Plus largement, le monde de la finance, de plus en plus décorrélé de l’économie réelle, peine à attirer de nouveaux profils. En témoigne par exemple le manifeste étudiant “pour un réveil écologique” paru en 2019 ainsi que les récentes études sur l’éthique professionnelle. En effet, le sens au travail est aujourd’hui une question centrale dans la carrière d’un salarié. Selon une étude Deloitte et Viadeo menée en 2018, 87% d’entre eux accordent de l’importance au sens de leur travail et plus de la moitié sont guidés par ce critère dans leur choix de métiers. Face à ces nouvelles attentes, le monde de la finance semble manquer d’attractivité…
Ces signaux faibles soulèvent inévitablement une question plus profonde; celle de la quête de sens des financiers eux-mêmes. Comment continuer de financer certaines activités, d’opérer sur le marché des matières premières… Dans une société toujours plus consciente des ravages du capitalisme moderne? Comment conjuguer son activité professionnelle et ses aspirations personnelles?
Revenons-en à notre histoire de forêt. La finance responsable, arbre cachant une réalité plus vaste… Celle d’une finance qu’il y a urgence à réinventer pour qu’elle corresponde mieux aux Hommes qui la font.
Et la forêt? Et si elle était donc cette majorité silencieuse, consciente de l’inadéquation entre ses aspirations et son métier. Et si, derrière ce concept presque “marketing” pour les dirigeants, il y avait aussi une immense aspiration à se transformer, une profonde prise de conscience des individus?
Et si finalement, cette finance responsable c’était effectivement un arbre, un petit arbre… Sous-estimé par le top management des grandes institutions et qui pourtant nous éclaire sur une réalité plus profonde, plus ancrée.

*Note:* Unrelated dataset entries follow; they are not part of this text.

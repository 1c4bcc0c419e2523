//! ECDSA over NIST P-521 with SHA-512.
//!
//! Private keys are 66-byte big-endian scalars, public keys uncompressed
//! SEC1 points, signatures DER-encoded.

use p521::ecdsa::signature::{Signer, Verifier};
use p521::ecdsa::{Signature, SigningKey, VerifyingKey};
use p521::elliptic_curve::sec1::ToEncodedPoint;
use p521::SecretKey;
use zeroize::Zeroizing;

use crate::error::{Error, Result};
use crate::sig::SignatureKeyPair;

pub(super) fn generate() -> Result<SignatureKeyPair> {
    let secret = SecretKey::random(&mut rand::rngs::OsRng);
    Ok(SignatureKeyPair {
        private: Zeroizing::new(secret.to_bytes().to_vec()),
        public: secret.public_key().to_encoded_point(false).as_bytes().to_vec(),
    })
}

pub(super) fn is_valid_scalar(candidate: &[u8]) -> bool {
    SecretKey::from_slice(candidate).is_ok()
}

pub(super) fn public_from_private(private: &[u8]) -> Result<Vec<u8>> {
    let secret = SecretKey::from_slice(private)
        .map_err(|_| Error::InvalidParameter("P-521 private key"))?;
    Ok(secret.public_key().to_encoded_point(false).as_bytes().to_vec())
}

pub(super) fn sign(message: &[u8], private: &[u8]) -> Result<Vec<u8>> {
    let signing = SigningKey::from_slice(private)
        .map_err(|_| Error::InvalidParameter("P-521 private key"))?;
    let signature: Signature = signing.sign(message);
    Ok(signature.to_der().as_bytes().to_vec())
}

pub(super) fn verify(message: &[u8], signature: &[u8], public: &[u8]) -> Result<bool> {
    let verifying = VerifyingKey::from_sec1_bytes(public)
        .map_err(|_| Error::InvalidParameter("P-521 public key"))?;

    let Ok(signature) = Signature::from_der(signature) else {
        return Ok(false);
    };
    Ok(verifying.verify(message, &signature).is_ok())
}

#[cfg(test)]
mod tests {
    use super::*;

    #[test]
    fn test_roundtrip_and_public_recompute() {
        let pair = generate().unwrap();
        assert_eq!(public_from_private(&pair.private).unwrap(), pair.public);

        let signature = sign(b"message", &pair.private).unwrap();
        assert!(verify(b"message", &signature, &pair.public).unwrap());
        assert!(!verify(b"messagf", &signature, &pair.public).unwrap());
    }
}
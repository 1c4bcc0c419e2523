//! Error types for cryptographic operations.

use thiserror::Error;

/// Result type alias for cryptographic operations.
pub type Result<T> = core::result::Result<T, Error>;

/// Cryptographic operation errors.
///
/// Signature verification failure is deliberately *not* represented here:
/// `verify` reports it as `Ok(false)` because a bad signature is a semantic
/// outcome, not an exceptional condition.
#[derive(Debug, Error)]
pub enum Error {
    /// Uninitialized ciphersuite, unsupported algorithm code, or
    /// inconsistent key material.
    #[error("invalid parameter: {0}")]
    InvalidParameter(&'static str),

    /// AEAD open returned no plaintext: tag mismatch, corrupted ciphertext,
    /// or a wrong info/aad pairing.
    #[error("HPKE decryption failure")]
    HpkeDecryption,

    /// AEAD seal failed in the underlying cipher.
    #[error("AEAD seal failure")]
    AeadSeal,

    /// The HPKE context sequence counter is exhausted.
    #[error("HPKE message limit reached")]
    MessageLimitReached,

    /// Key derivation failed: output length out of range for the KDF, or
    /// candidate rejection sampling exhausted.
    #[error("key derivation failed: {0}")]
    KeyDerivation(&'static str),

    /// Wire-format encoding or decoding failed.
    #[error(transparent)]
    Codec(#[from] mls_codec::CodecError),
}
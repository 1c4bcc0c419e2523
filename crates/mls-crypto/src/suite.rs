//! MLS ciphersuite registry and key-schedule helpers.
//!
//! A ciphersuite is a 16-bit registry code binding a KEM, KDF, AEAD, hash,
//! and signature algorithm. The six MLS v1 suites are supported; the
//! `Unknown` sentinel is the default-constructed state and every operation
//! on it fails.

use tracing::trace;
use zeroize::Zeroizing;

use mls_codec::{marshal, TlsSerialize, TlsSize, VLBytes};

use crate::aead::AeadId;
use crate::digest::DigestId;
use crate::error::{Error, Result};
use crate::hpke::Hpke;
use crate::kdf::KdfId;
use crate::kem::KemId;
use crate::sig::{SignatureId, SignatureScheme};

/// MLS ciphersuites, named as in the MLS v1 registry.
#[allow(non_camel_case_types)]
#[derive(Debug, Clone, Copy, PartialEq, Eq, Hash, Default)]
#[repr(u16)]
pub enum CipherSuite {
    /// Sentinel for the default-constructed state; all operations fail.
    #[default]
    Unknown = 0x0000,
    /// DHKEM(X25519) + AES-128-GCM + SHA-256 + Ed25519
    X25519_AES128GCM_SHA256_Ed25519 = 0x0001,
    /// DHKEM(P-256) + AES-128-GCM + SHA-256 + ECDSA P-256
    P256_AES128GCM_SHA256_P256 = 0x0002,
    /// DHKEM(X25519) + ChaCha20-Poly1305 + SHA-256 + Ed25519
    X25519_CHACHA20POLY1305_SHA256_Ed25519 = 0x0003,
    /// DHKEM(X448) + AES-256-GCM + SHA-512 + Ed448
    X448_AES256GCM_SHA512_Ed448 = 0x0004,
    /// DHKEM(P-521) + AES-256-GCM + SHA-512 + ECDSA P-521
    P521_AES256GCM_SHA512_P521 = 0x0005,
    /// DHKEM(X448) + ChaCha20-Poly1305 + SHA-512 + Ed448
    X448_CHACHA20POLY1305_SHA512_Ed448 = 0x0006,
}

/// The primitive bundle behind a ciphersuite.
#[derive(Debug, Clone, Copy)]
pub struct Ciphers {
    /// HPKE configuration (KEM, KDF, AEAD).
    pub hpke: Hpke,
    /// Hash algorithm.
    pub digest: DigestId,
    /// Signature algorithm.
    pub signature: SignatureId,
}

/// All supported ciphersuites, in registry order.
pub const ALL_SUPPORTED_SUITES: [CipherSuite; 6] = [
    CipherSuite::X25519_AES128GCM_SHA256_Ed25519,
    CipherSuite::P256_AES128GCM_SHA256_P256,
    CipherSuite::X25519_CHACHA20POLY1305_SHA256_Ed25519,
    CipherSuite::X448_AES256GCM_SHA512_Ed448,
    CipherSuite::P521_AES256GCM_SHA512_P521,
    CipherSuite::X448_CHACHA20POLY1305_SHA512_Ed448,
];

/// References derived from key packages and authenticated content are
/// always 16 octets, independent of the KDF.
const REFERENCE_SIZE: usize = 16;

const KEY_PACKAGE_REFERENCE_LABEL: &[u8] = b"MLS 1.0 KeyPackage Reference";
const PROPOSAL_REFERENCE_LABEL: &[u8] = b"MLS 1.0 Proposal Reference";

/// The label structure fed to `ExpandWithLabel`.
#[derive(Debug, TlsSerialize, TlsSize)]
struct HkdfLabel {
    length: u16,
    label: VLBytes,
    context: VLBytes,
}

impl CipherSuite {
    /// Convert from the 16-bit wire code.
    ///
    /// Returns `None` for codes outside the registry; `0x0000` maps to
    /// [`CipherSuite::Unknown`].
    pub fn from_u16(value: u16) -> Option<Self> {
        match value {
            0x0000 => Some(Self::Unknown),
            0x0001 => Some(Self::X25519_AES128GCM_SHA256_Ed25519),
            0x0002 => Some(Self::P256_AES128GCM_SHA256_P256),
            0x0003 => Some(Self::X25519_CHACHA20POLY1305_SHA256_Ed25519),
            0x0004 => Some(Self::X448_AES256GCM_SHA512_Ed448),
            0x0005 => Some(Self::P521_AES256GCM_SHA512_P521),
            0x0006 => Some(Self::X448_CHACHA20POLY1305_SHA512_Ed448),
            _ => None,
        }
    }

    /// The 16-bit wire code.
    pub const fn to_u16(self) -> u16 {
        self as u16
    }

    /// The primitive bundle for this suite.
    ///
    /// # Errors
    ///
    /// `InvalidParameter` on [`CipherSuite::Unknown`].
    pub fn ciphers(self) -> Result<Ciphers> {
        match self {
            Self::Unknown => Err(Error::InvalidParameter("uninitialized ciphersuite")),
            Self::X25519_AES128GCM_SHA256_Ed25519 => Ok(Ciphers {
                hpke: Hpke::new(
                    KemId::DhKemX25519HkdfSha256,
                    KdfId::HkdfSha256,
                    AeadId::Aes128Gcm,
                ),
                digest: DigestId::Sha256,
                signature: SignatureId::Ed25519,
            }),
            Self::P256_AES128GCM_SHA256_P256 => Ok(Ciphers {
                hpke: Hpke::new(
                    KemId::DhKemP256HkdfSha256,
                    KdfId::HkdfSha256,
                    AeadId::Aes128Gcm,
                ),
                digest: DigestId::Sha256,
                signature: SignatureId::EcdsaP256Sha256,
            }),
            Self::X25519_CHACHA20POLY1305_SHA256_Ed25519 => Ok(Ciphers {
                hpke: Hpke::new(
                    KemId::DhKemX25519HkdfSha256,
                    KdfId::HkdfSha256,
                    AeadId::ChaCha20Poly1305,
                ),
                digest: DigestId::Sha256,
                signature: SignatureId::Ed25519,
            }),
            Self::X448_AES256GCM_SHA512_Ed448 => Ok(Ciphers {
                hpke: Hpke::new(
                    KemId::DhKemX448HkdfSha512,
                    KdfId::HkdfSha512,
                    AeadId::Aes256Gcm,
                ),
                digest: DigestId::Sha512,
                signature: SignatureId::Ed448,
            }),
            Self::P521_AES256GCM_SHA512_P521 => Ok(Ciphers {
                hpke: Hpke::new(
                    KemId::DhKemP521HkdfSha512,
                    KdfId::HkdfSha512,
                    AeadId::Aes256Gcm,
                ),
                digest: DigestId::Sha512,
                signature: SignatureId::EcdsaP521Sha512,
            }),
            Self::X448_CHACHA20POLY1305_SHA512_Ed448 => Ok(Ciphers {
                hpke: Hpke::new(
                    KemId::DhKemX448HkdfSha512,
                    KdfId::HkdfSha512,
                    AeadId::ChaCha20Poly1305,
                ),
                digest: DigestId::Sha512,
                signature: SignatureId::Ed448,
            }),
        }
    }

    /// The suite's HPKE configuration.
    ///
    /// # Errors
    ///
    /// `InvalidParameter` on [`CipherSuite::Unknown`].
    pub fn hpke(self) -> Result<Hpke> {
        Ok(self.ciphers()?.hpke)
    }

    /// The suite's hash algorithm.
    ///
    /// # Errors
    ///
    /// `InvalidParameter` on [`CipherSuite::Unknown`].
    pub fn digest(self) -> Result<DigestId> {
        Ok(self.ciphers()?.digest)
    }

    /// The suite's signature algorithm.
    ///
    /// # Errors
    ///
    /// `InvalidParameter` on [`CipherSuite::Unknown`].
    pub fn sig(self) -> Result<SignatureId> {
        Ok(self.ciphers()?.signature)
    }

    /// The TLS signature-scheme code carried in MLS credentials.
    ///
    /// # Errors
    ///
    /// `InvalidParameter` on [`CipherSuite::Unknown`].
    pub fn signature_scheme(self) -> Result<SignatureScheme> {
        Ok(self.sig()?.scheme())
    }

    /// Size of the suite's secrets: the digest output size.
    ///
    /// # Errors
    ///
    /// `InvalidParameter` on [`CipherSuite::Unknown`].
    pub fn secret_size(self) -> Result<usize> {
        Ok(self.digest()?.output_size())
    }

    /// `ExpandWithLabel(secret, label, context, length)` (MLS v1 §8):
    /// prefix `label` with `"mls10 "`, encode the `HKDFLabel` structure,
    /// and expand.
    ///
    /// # Errors
    ///
    /// `InvalidParameter` on [`CipherSuite::Unknown`]; `KeyDerivation` when
    /// `length` is out of range for the KDF.
    pub fn expand_with_label(
        self,
        secret: &[u8],
        label: &str,
        context: &[u8],
        length: usize,
    ) -> Result<Zeroizing<Vec<u8>>> {
        let kdf = self.hpke()?.kdf;
        let mls_label = [b"mls10 ".as_slice(), label.as_bytes()].concat();
        let length16 =
            u16::try_from(length).map_err(|_| Error::KeyDerivation("output length exceeds u16"))?;
        let label_bytes = marshal(&HkdfLabel {
            length: length16,
            label: VLBytes::new(mls_label),
            context: VLBytes::new(context.to_vec()),
        })?;

        trace!(label, length, "ExpandWithLabel");

        kdf.expand(secret, &label_bytes, length)
    }

    /// `DeriveSecret(secret, label) = ExpandWithLabel(secret, label, "",
    /// secret_size())`.
    ///
    /// # Errors
    ///
    /// `InvalidParameter` on [`CipherSuite::Unknown`].
    pub fn derive_secret(self, secret: &[u8], label: &str) -> Result<Zeroizing<Vec<u8>>> {
        trace!(label, "DeriveSecret");
        self.expand_with_label(secret, label, &[], self.secret_size()?)
    }

    /// `MakeKeyPackageRef(value) = KDF.expand(KDF.extract("", value),
    /// "MLS 1.0 KeyPackage Reference", 16)` over a TLS-serialized
    /// `KeyPackage`.
    ///
    /// # Errors
    ///
    /// `InvalidParameter` on [`CipherSuite::Unknown`].
    pub fn key_package_ref(self, value: &[u8]) -> Result<Vec<u8>> {
        self.make_reference(KEY_PACKAGE_REFERENCE_LABEL, value)
    }

    /// `MakeProposalRef(value) = KDF.expand(KDF.extract("", value),
    /// "MLS 1.0 Proposal Reference", 16)`.
    ///
    /// Even though the label says "Proposal", the value hashed is the
    /// entire enclosing authenticated-content object.
    ///
    /// # Errors
    ///
    /// `InvalidParameter` on [`CipherSuite::Unknown`].
    pub fn proposal_ref(self, value: &[u8]) -> Result<Vec<u8>> {
        self.make_reference(PROPOSAL_REFERENCE_LABEL, value)
    }

    fn make_reference(self, label: &[u8], value: &[u8]) -> Result<Vec<u8>> {
        let kdf = self.hpke()?.kdf;
        let extracted = kdf.extract(&[], value);
        Ok(kdf.expand(&extracted, label, REFERENCE_SIZE)?.to_vec())
    }
}

impl mls_codec::Size for CipherSuite {
    fn tls_serialized_len(&self) -> usize {
        2
    }
}

impl mls_codec::Serialize for CipherSuite {
    fn tls_serialize<W: std::io::Write>(&self, writer: &mut W) -> std::result::Result<usize, tls_codec::Error> {
        self.to_u16().tls_serialize(writer)
    }
}

impl mls_codec::Deserialize for CipherSuite {
    fn tls_deserialize<R: std::io::Read>(bytes: &mut R) -> std::result::Result<Self, tls_codec::Error> {
        let code = u16::tls_deserialize(bytes)?;
        Self::from_u16(code)
            .ok_or_else(|| tls_codec::Error::DecodingError(format!("unknown ciphersuite {code:#06x}")))
    }
}

#[cfg(feature = "serde")]
impl serde::Serialize for CipherSuite {
    fn serialize<S: serde::Serializer>(&self, serializer: S) -> std::result::Result<S::Ok, S::Error> {
        serializer.serialize_u16(self.to_u16())
    }
}

#[cfg(feature = "serde")]
impl<'de> serde::Deserialize<'de> for CipherSuite {
    fn deserialize<D: serde::Deserializer<'de>>(deserializer: D) -> std::result::Result<Self, D::Error> {
        let code = <u16 as serde::Deserialize>::deserialize(deserializer)?;
        Self::from_u16(code)
            .ok_or_else(|| serde::de::Error::custom(format!("unknown ciphersuite {code:#06x}")))
    }
}

#[cfg(test)]
mod tests {
    use super::*;

    #[test]
    fn test_wire_code_roundtrip() {
        for suite in ALL_SUPPORTED_SUITES {
            assert_eq!(CipherSuite::from_u16(suite.to_u16()), Some(suite));
        }
        assert_eq!(CipherSuite::from_u16(0x0000), Some(CipherSuite::Unknown));
        assert_eq!(CipherSuite::from_u16(0x0007), None);
    }

    #[test]
    fn test_unknown_suite_fails_everywhere() {
        let suite = CipherSuite::default();
        assert_eq!(suite, CipherSuite::Unknown);
        assert!(matches!(suite.ciphers(), Err(Error::InvalidParameter(_))));
        assert!(suite.signature_scheme().is_err());
        assert!(suite.expand_with_label(&[0u8; 32], "test", &[], 32).is_err());
        assert!(suite.derive_secret(&[0u8; 32], "test").is_err());
        assert!(suite.key_package_ref(b"value").is_err());
    }

    #[test]
    fn test_signature_scheme_mapping() {
        use SignatureScheme::*;
        let expected = [
            Ed25519,
            EcdsaSecp256r1Sha256,
            Ed25519,
            Ed448,
            EcdsaSecp521r1Sha512,
            Ed448,
        ];
        for (suite, scheme) in ALL_SUPPORTED_SUITES.iter().zip(expected) {
            assert_eq!(suite.signature_scheme().unwrap(), scheme);
        }
    }

    #[test]
    fn test_signature_scheme_matches_sig() {
        for suite in ALL_SUPPORTED_SUITES {
            assert_eq!(suite.signature_scheme().unwrap(), suite.sig().unwrap().scheme());
        }
    }

    #[test]
    fn test_expand_with_label_golden() {
        let suite = CipherSuite::X25519_AES128GCM_SHA256_Ed25519;
        let out = suite.expand_with_label(&[0u8; 32], "test", &[], 32).unwrap();
        assert_eq!(
            hex::encode(&*out),
            "bed003aa8c18221726a0237404a5f475d60baaa2337855a3a04f7094379f7792"
        );
    }

    #[test]
    fn test_derive_secret_length_is_digest_size() {
        for suite in ALL_SUPPORTED_SUITES {
            let out = suite.derive_secret(&[1u8; 64], "epoch").unwrap();
            assert_eq!(out.len(), suite.secret_size().unwrap());
        }
    }

    #[test]
    fn test_reference_goldens() {
        let suite = CipherSuite::X25519_AES128GCM_SHA256_Ed25519;
        let value: Vec<u8> = (0..32).collect();

        let kp_ref = suite.key_package_ref(&value).unwrap();
        assert_eq!(hex::encode(&kp_ref), "26763b1f283d055cf998019048811e82");

        let prop_ref = suite.proposal_ref(&value).unwrap();
        assert_eq!(hex::encode(&prop_ref), "f433aa090ff99c8ed7744ea6a54f5f0a");
    }

    #[test]
    fn test_reference_length_is_16_for_all_suites() {
        for suite in ALL_SUPPORTED_SUITES {
            assert_eq!(suite.key_package_ref(b"value").unwrap().len(), 16);
            assert_eq!(suite.proposal_ref(b"value").unwrap().len(), 16);
        }
    }

    #[test]
    fn test_tls_encoding_is_the_wire_code() {
        let suite = CipherSuite::P256_AES128GCM_SHA256_P256;
        assert_eq!(mls_codec::marshal(&suite).unwrap(), vec![0x00, 0x02]);

        let decoded: CipherSuite = mls_codec::get(&[0x00, 0x05]).unwrap();
        assert_eq!(decoded, CipherSuite::P521_AES256GCM_SHA512_P521);
        assert!(mls_codec::get::<CipherSuite>(&[0x00, 0x09]).is_err());
    }
}
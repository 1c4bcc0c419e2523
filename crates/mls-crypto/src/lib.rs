//! Cryptographic core for the Messaging Layer Security (MLS) protocol.
//!
//! This crate implements the primitive layer the higher MLS machinery is
//! built on:
//! - Ciphersuite registry: the six MLS v1 suites behind one value type
//! - Primitive families (KEM, KDF, AEAD, hash, signature) as closed ID
//!   enums with uniform operations
//! - HPKE base mode (RFC 9180) for single-shot encryption and secret
//!   export
//! - MLS-labelled signing over the `SignContent` envelope
//! - `ExpandWithLabel` / `DeriveSecret` and the 16-byte reference
//!   derivation for key packages and proposals
//!
//! All secrets are wrapped in `Zeroizing`, private-key comparison is
//! constant time, and no key material is ever logged.

#![forbid(unsafe_code)]
#![warn(missing_docs)]

pub mod aead;
pub mod digest;
pub mod error;
pub mod hpke;
pub mod kdf;
pub mod kem;
pub mod keys;
pub mod sig;
pub mod suite;

pub use error::{Error, Result};
pub use keys::{
    sign_label, HpkeCiphertext, HpkePrivateKey, HpkePublicKey, SignaturePrivateKey,
    SignaturePublicKey,
};
pub use sig::SignatureScheme;
pub use suite::{CipherSuite, ALL_SUPPORTED_SUITES};
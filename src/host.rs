//! Host loop: input events in, one frame out per ministep
//!
//! Rendering and windowing live outside this crate. A front end implements
//! [`FrameSink`] to draw, feeds [`InputEvent`]s to a [`Host`], and lets the
//! host pace the simulation with the tick intervals from [`Settings`].

use crate::settings::Settings;
use crate::sim::{Direction, Engine, GamePhase, GameEvent, Ministep, Outcome, Rect, WorldObject};

/// Safety cap on ministeps per [`Host::pump`] call
const MAX_PUMP_MINISTEPS: usize = 10_000;

/// Discrete input from the front end
#[derive(Debug, Clone, Copy, PartialEq, Eq)]
pub enum InputEvent {
    Jump,
    MoveLeft,
    MoveRight,
    /// Click-to-play from a menu
    Start,
    Restart,
    Quit,
}

/// Everything a renderer needs for one frame
#[derive(Debug, Clone, Copy)]
pub struct FrameView<'a> {
    pub phase: GamePhase,
    pub level: u32,
    pub score: i64,
    pub max_score: i64,
    pub top_score: i64,
    pub player: Rect,
    pub objects: &'a [WorldObject],
    pub outcome: Option<Outcome>,
    /// Events since the previous frame (sounds, effects)
    pub events: &'a [GameEvent],
}

impl<'a> FrameView<'a> {
    pub fn of(engine: &'a Engine, events: &'a [GameEvent]) -> Self {
        Self {
            phase: engine.phase(),
            level: engine.level(),
            score: engine.score(),
            max_score: engine.max_score_this_run(),
            top_score: engine.top_score_ever(),
            player: engine.player_bbox(),
            objects: engine.objects(),
            outcome: engine.outcome(),
            events,
        }
    }
}

/// Redraw target, invoked after every mutation batch
pub trait FrameSink {
    fn frame(&mut self, view: FrameView<'_>);
}

/// Owns the engine and drives it on behalf of a front end
pub struct Host<S: FrameSink> {
    engine: Engine,
    settings: Settings,
    sink: S,
}

impl<S: FrameSink> Host<S> {
    pub fn new(engine: Engine, settings: Settings, sink: S) -> Self {
        Self {
            engine,
            settings,
            sink,
        }
    }

    /// Apply one input event. Returns false once the game is closed.
    pub fn handle(&mut self, event: InputEvent) -> bool {
        match event {
            InputEvent::Jump => self.engine.request_jump(),
            InputEvent::MoveLeft => self.engine.request_move_side(Direction::Left),
            InputEvent::MoveRight => self.engine.request_move_side(Direction::Right),
            InputEvent::Start => self.engine.start(),
            InputEvent::Restart => self.engine.restart(),
            InputEvent::Quit => self.engine.close_game(),
        }
        // Commands can change the scene without a ministep (menus, side steps)
        self.redraw();
        !self.engine.is_closed()
    }

    /// Run a single ministep and redraw. The caller waits
    /// `settings().tick_interval(step)` before the next one.
    pub fn tick(&mut self) -> Ministep {
        let step = self.engine.step();
        self.redraw();
        step
    }

    /// Hand the sink a frame along with everything that happened since the last one
    fn redraw(&mut self) {
        let events = self.engine.drain_events();
        self.sink.frame(FrameView::of(&self.engine, &events));
    }

    /// Step until the engine settles, sleeping between ministeps when realtime.
    /// Returns the number of ministeps run.
    pub fn pump(&mut self) -> usize {
        let mut count = 0;
        while count < MAX_PUMP_MINISTEPS && !self.engine.is_settled() {
            let step = self.tick();
            count += 1;
            if self.settings.realtime {
                std::thread::sleep(self.settings.tick_interval(step));
            }
        }
        count
    }

    pub fn engine(&self) -> &Engine {
        &self.engine
    }

    pub fn settings(&self) -> &Settings {
        &self.settings
    }

    pub fn sink(&self) -> &S {
        &self.sink
    }
}
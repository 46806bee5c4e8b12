//! Game settings
//!
//! Loaded from an optional JSON file; anything missing falls back to the
//! defaults below.

use std::path::Path;
use std::time::Duration;

use serde::{Deserialize, Serialize};

use crate::sim::Ministep;

/// Host-side settings (the simulation itself has no tunables here)
#[derive(Debug, Clone, PartialEq, Serialize, Deserialize)]
#[serde(default)]
pub struct Settings {
    // === Pacing ===
    /// Delay after a rising ministep (ms)
    pub jump_tick_ms: u64,
    /// Delay after a falling ministep (ms); shorter so descent looks faster
    pub fall_tick_ms: u64,
    /// Sleep between ministeps (off for headless runs)
    pub realtime: bool,

    // === Run ===
    /// Fixed RNG seed for reproducible layouts
    pub seed: Option<u64>,
    /// Jumps performed by the headless demo
    pub demo_jumps: u32,
}

impl Default for Settings {
    fn default() -> Self {
        Self {
            jump_tick_ms: 50,
            fall_tick_ms: 20,
            realtime: true,
            seed: None,
            demo_jumps: 12,
        }
    }
}

impl Settings {
    /// Delay the host should wait after a ministep
    pub fn tick_interval(&self, step: Ministep) -> Duration {
        match step {
            Ministep::Rising => Duration::from_millis(self.jump_tick_ms),
            Ministep::Falling | Ministep::Landed => Duration::from_millis(self.fall_tick_ms),
            Ministep::Idle | Ministep::Halted => Duration::ZERO,
        }
    }

    /// Parse settings from JSON, falling back to defaults on error
    pub fn from_json(json: &str) -> Self {
        match serde_json::from_str(json) {
            Ok(settings) => settings,
            Err(e) => {
                log::warn!("Invalid settings ({}), using defaults", e);
                Self::default()
            }
        }
    }

    /// Load settings from a JSON file
    pub fn load(path: &Path) -> Self {
        match std::fs::read_to_string(path) {
            Ok(json) => {
                log::info!("Loaded settings from {}", path.display());
                Self::from_json(&json)
            }
            Err(e) => {
                log::warn!("Could not read {} ({}), using default settings", path.display(), e);
                Self::default()
            }
        }
    }
}
//! Deterministic simulation module
//!
//! All gameplay logic lives here. This module must be pure and deterministic:
//! - Discrete ministeps only (no wall-clock time)
//! - Seeded RNG only
//! - Stable iteration order (creation order of world objects)
//! - No rendering or platform dependencies

pub mod collision;
pub mod engine;
pub mod level;
pub mod object;
pub mod state;

pub use collision::{
    Contact, bottom_touch, classify_contact, left_touch, right_touch, top_touch,
};
pub use engine::{Direction, Engine, Ministep};
pub use level::{build_level, generate_x_pool, generate_y_pool};
pub use object::{ObjectKind, Rect, WorldObject};
pub use state::{GameEvent, GamePhase, Motion, Outcome, Player, RngState, SimulationState};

Alors peut-être que tout cela finalement, serait donc une très bonne nouvelle. Peut-être que la finance responsable n’est pas un élément marketing qui cache une finance toujours plus décorrélée de l’économie réelle… Mais plutôt l’écho d’une transformation qui s’opère dans la conscience de ceux qui font l’économie de marché. Signal fort d’une prise de conscience globale. Un éveil qui pourrait générer une transformation bien plus profonde.
Les meilleurs talents quittent le navire, une majorité silencieuse ne se reconnaît plus dans son métier et les résultats financiers ne sont pas au rendez-vous. Au même instant, les fonds d’investissement intégrant les critères ESG démontrent une meilleure résistance à la crise du COVID et des sous-performances moindres par rapport aux fonds classiques, les études s’empilent pour démontrer que la productivité est corrélée à la quête de sens et la perception de l’utilité de son métier.
Je suis peut-être très optimiste… Mais je vois dans ces signaux une opportunité pour sortir par le haut de la crise environnementale et sociale dans laquelle nous fonçons pour le moment… Tête baissée.
Je crois à une prise de conscience générale, je crois à la capacité des individus à questionner le système dans lequel ils exercent leur métier, je crois en la capacité des financiers de se remettre en question pour proposer des solutions concrètes à leurs pairs. Il est temps que nous prenions nos responsabilités. Chacun à notre niveau. Au-delà de la communication et du marketing, pour remettre la finance au service de l’Homme et de la Nature.